╭──
//! Shuffling and partitioning of image paths into per-split sets.

use super::counts::SplitCounts;
use rand::seq::SliceRandom;
use rand::Rng;
use std::path::PathBuf;

/// The image paths assigned to one split
#[derive(Debug, Clone)]
pub struct SplitPlan {
    pub test: Vec<PathBuf>,
    pub val: Vec<PathBuf>,
    pub train: Vec<PathBuf>,
}

/// Chunk a slice into `n_chunks` nearly equal parts, the first
/// `items.len() % n_chunks` parts one element larger
pub fn chunk_evenly<T>(items: &[T], n_chunks: usize) -> Vec<&[T]> {
    assert!(n_chunks > 0, "cannot chunk into zero parts");
    let base = items.len() / n_chunks;
    let remainder = items.len() % n_chunks;
    let mut chunks = Vec::with_capacity(n_chunks);
    let mut start = 0;
    for i in 0..n_chunks {
        let len = base + usize::from(i < remainder);
        chunks.push(&items[start..start + len]);
        start += len;
    }
    chunks
}

/// Partition shuffled images into `n_splits` plans.
///
/// Under cross-validation each part serves as the test set of one split and
/// the remaining parts are reshuffled before validation images are drawn, so
/// the test sets tile the dataset while validation draws vary per split.
/// `counts` must come from [`SplitCounts::compute`] over the same image count.
pub fn plan_splits(
    mut images: Vec<PathBuf>,
    counts: SplitCounts,
    n_splits: usize,
    rng: &mut impl Rng,
) -> Vec<SplitPlan> {
    images.shuffle(rng);

    if n_splits <= 1 {
        let mut remaining = images.split_off(counts.n_test);
        remaining.shuffle(rng);
        let train = remaining.split_off(counts.n_val);
        return vec![SplitPlan {
            test: images,
            val: remaining,
            train,
        }];
    }

    let parts = chunk_evenly(&images, n_splits);
    let mut plans = Vec::with_capacity(n_splits);
    for i in 0..n_splits {
        let test = parts[i].to_vec();
        let mut remaining: Vec<PathBuf> = parts
            .iter()
            .enumerate()
            .filter(|(j, _)| *j != i)
            .flat_map(|(_, part)| part.iter().cloned())
            .collect();
        remaining.shuffle(rng);
        let train = remaining.split_off(counts.n_val);
        plans.push(SplitPlan {
            test,
            val: remaining,
            train,
        });
    }
    plans
}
╰──
WORK TASK: Please give the number of lines in the listing above that contain the string "usize", without anything else.

SOLVED EXERCISE: 3